§ **Task to carry out**: Find every line in the records below that contains the word "PurchaseOrderLineAdded", and copy each such line.
═══ Data to process ═══
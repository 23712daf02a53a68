//! Purchase order read model.

use std::collections::HashMap;
use std::sync::{Arc, RwLock};

use serde_json::Value as JsonValue;
use thiserror::Error;

use stockpilot_core::{AggregateId, TenantId};
use stockpilot_events::EventEnvelope;
use stockpilot_purchasing::{LineItem, PurchaseOrderEvent, PurchaseOrderId, PurchaseOrderStatus};
use stockpilot_suppliers::SupplierId;

use crate::projections::cursor_store::{InMemoryCursorStore, ProjectionCursorStore};
use crate::read_model::TenantStore;

#[derive(Debug, Clone, PartialEq, Eq)]
pub struct PurchaseOrderReadModel {
    pub order_id: PurchaseOrderId,
    pub supplier_id: SupplierId,
    pub status: PurchaseOrderStatus,
    pub lines: Vec<LineItem>,
}

#[derive(Debug, Copy, Clone, PartialEq, Eq, Hash)]
struct CursorKey {
    tenant_id: TenantId,
    aggregate_id: AggregateId,
}

#[derive(Debug, Error)]
pub enum PurchaseOrderProjectionError {
    #[error("failed to deserialize purchase order event: {0}")]
    Deserialize(String),

    #[error("tenant isolation violation: {0}")]
    TenantIsolation(String),

    #[error("non-monotonic sequence number (last={last}, found={found})")]
    NonMonotonicSequence { last: u64, found: u64 },
}

#[derive(Debug)]
pub struct PurchaseOrdersProjection<S, C = InMemoryCursorStore>
where
    S: TenantStore<PurchaseOrderId, PurchaseOrderReadModel>,
{
    store: S,
    cursors: RwLock<HashMap<CursorKey, u64>>,
    cursor_store: Option<Arc<C>>,
    projection_name: String,
}

impl<S> PurchaseOrdersProjection<S>
where
    S: TenantStore<PurchaseOrderId, PurchaseOrderReadModel>,
{
    pub fn new(store: S) -> Self {
        Self {
            store,
            cursors: RwLock::new(HashMap::new()),
            cursor_store: None,
            projection_name: "purchasing.orders".to_string(),
        }
    }

    pub fn with_persistent_cursors<C: ProjectionCursorStore + 'static>(
        self,
        cursor_store: Arc<C>,
        projection_name: impl Into<String>,
    ) -> PurchaseOrdersProjection<S, C> {
        PurchaseOrdersProjection {
            store: self.store,
            cursors: RwLock::new(HashMap::new()),
            cursor_store: Some(cursor_store),
            projection_name: projection_name.into(),
        }
    }
}

impl<S, C> PurchaseOrdersProjection<S, C>
where
    S: TenantStore<PurchaseOrderId, PurchaseOrderReadModel>,
    C: ProjectionCursorStore + 'static,
{
    fn get_cursor(&self, tenant_id: TenantId, aggregate_id: AggregateId) -> u64 {
        if let Some(ref cursor_store) = self.cursor_store {
            cursor_store
                .get_cursor(tenant_id, aggregate_id, &self.projection_name)
                .unwrap_or(0)
        } else {
            match self.cursors.read() {
                Ok(cursors) => *cursors
                    .get(&CursorKey { tenant_id, aggregate_id })
                    .unwrap_or(&0),
                Err(_) => 0,
            }
        }
    }

    fn update_cursor(&self, tenant_id: TenantId, aggregate_id: AggregateId, sequence_number: u64) {
        if let Ok(mut cursors) = self.cursors.write() {
            cursors.insert(CursorKey { tenant_id, aggregate_id }, sequence_number);
        }
        if let Some(ref cursor_store) = self.cursor_store {
            cursor_store.update_cursor(tenant_id, aggregate_id, &self.projection_name, sequence_number);
        }
    }

    fn clear_cursors(&self, tenant_id: TenantId) {
        if let Ok(mut cursors) = self.cursors.write() {
            cursors.retain(|k, _| k.tenant_id != tenant_id);
        }
        if let Some(ref cursor_store) = self.cursor_store {
            cursor_store.clear_cursors(tenant_id, &self.projection_name);
        }
    }

    pub fn get(&self, tenant_id: TenantId, order_id: &PurchaseOrderId) -> Option<PurchaseOrderReadModel> {
        self.store.get(tenant_id, order_id)
    }

    pub fn list(&self, tenant_id: TenantId) -> Vec<PurchaseOrderReadModel> {
        self.store.list(tenant_id)
    }

    pub fn apply_envelope(
        &self,
        envelope: &EventEnvelope<JsonValue>,
    ) -> Result<(), PurchaseOrderProjectionError> {
        if envelope.aggregate_type() != "purchasing.order" {
            return Ok(());
        }

        let tenant_id = envelope.tenant_id();
        let aggregate_id = envelope.aggregate_id();
        let seq = envelope.sequence_number();

        let last = self.get_cursor(tenant_id, aggregate_id);
        if seq == 0 {
            return Err(PurchaseOrderProjectionError::NonMonotonicSequence { last, found: seq });
        }
        if seq <= last {
            return Ok(());
        }
        if seq != last + 1 && last != 0 {
            return Err(PurchaseOrderProjectionError::NonMonotonicSequence { last, found: seq });
        }

        let ev: PurchaseOrderEvent = serde_json::from_value(envelope.payload().clone())
            .map_err(|e| PurchaseOrderProjectionError::Deserialize(e.to_string()))?;

        let (event_tenant, order_id) = match &ev {
            PurchaseOrderEvent::PurchaseOrderCreated(e) => (e.tenant_id, e.order_id),
            PurchaseOrderEvent::PurchaseOrderLineAdded(e) => (e.tenant_id, e.order_id),
            PurchaseOrderEvent::PurchaseOrderApproved(e) => (e.tenant_id, e.order_id),
            PurchaseOrderEvent::GoodsReceived(e) => (e.tenant_id, e.order_id),
            PurchaseOrderEvent::PurchaseOrderCancelled(e) => (e.tenant_id, e.order_id),
        };

        if event_tenant != tenant_id {
            return Err(PurchaseOrderProjectionError::TenantIsolation(
                "event tenant_id does not match envelope tenant_id".to_string(),
            ));
        }
        if order_id.0 != aggregate_id {
            return Err(PurchaseOrderProjectionError::TenantIsolation(
                "event order_id does not match envelope aggregate_id".to_string(),
            ));
        }

        match ev {
            PurchaseOrderEvent::PurchaseOrderCreated(e) => {
                self.store.upsert(
                    tenant_id,
                    e.order_id,
                    PurchaseOrderReadModel {
                        order_id: e.order_id,
                        supplier_id: e.supplier_id,
                        status: PurchaseOrderStatus::Draft,
                        lines: vec![],
                    },
                );
            }
            PurchaseOrderEvent::PurchaseOrderLineAdded(e) => {
                if let Some(mut rm) = self.store.get(tenant_id, &e.order_id) {
                    rm.lines.push(LineItem {
                        line_no: e.line_no,
                        product_id: e.product_id,
                        quantity: e.quantity,
                    });
                    self.store.upsert(tenant_id, e.order_id, rm);
                }
            }
            PurchaseOrderEvent::PurchaseOrderApproved(e) => {
                if let Some(mut rm) = self.store.get(tenant_id, &e.order_id) {
                    rm.status = PurchaseOrderStatus::Approved;
                    self.store.upsert(tenant_id, e.order_id, rm);
                }
            }
            PurchaseOrderEvent::GoodsReceived(e) => {
                if let Some(mut rm) = self.store.get(tenant_id, &e.order_id) {
                    rm.status = PurchaseOrderStatus::Received;
                    rm.lines = e.lines;
                    self.store.upsert(tenant_id, e.order_id, rm);
                }
            }
            PurchaseOrderEvent::PurchaseOrderCancelled(e) => {
                if let Some(mut rm) = self.store.get(tenant_id, &e.order_id) {
                    rm.status = PurchaseOrderStatus::Cancelled;
                    self.store.upsert(tenant_id, e.order_id, rm);
                }
            }
        }

        self.update_cursor(tenant_id, aggregate_id, seq);
        Ok(())
    }

    pub fn rebuild_from_scratch(
        &self,
        envelopes: impl IntoIterator<Item = EventEnvelope<JsonValue>>,
    ) -> Result<(), PurchaseOrderProjectionError> {
        let mut envs: Vec<_> = envelopes.into_iter().collect();

        {
            let mut tenants = envs.iter().map(|e| e.tenant_id()).collect::<Vec<_>>();
            tenants.sort_by_key(|t| *t.as_uuid().as_bytes());
            tenants.dedup();
            for t in tenants {
                self.store.clear_tenant(t);
                self.clear_cursors(t);
            }
        }

        envs.sort_by_key(|e| {
            (
                *e.tenant_id().as_uuid().as_bytes(),
                *e.aggregate_id().as_uuid().as_bytes(),
                e.sequence_number(),
            )
        });

        for env in &envs {
            self.apply_envelope(env)?;
        }
        Ok(())
    }
}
═══
§ **Result for this exercise**:
            PurchaseOrderEvent::PurchaseOrderLineAdded(e) => (e.tenant_id, e.order_id),
            PurchaseOrderEvent::PurchaseOrderLineAdded(e) => {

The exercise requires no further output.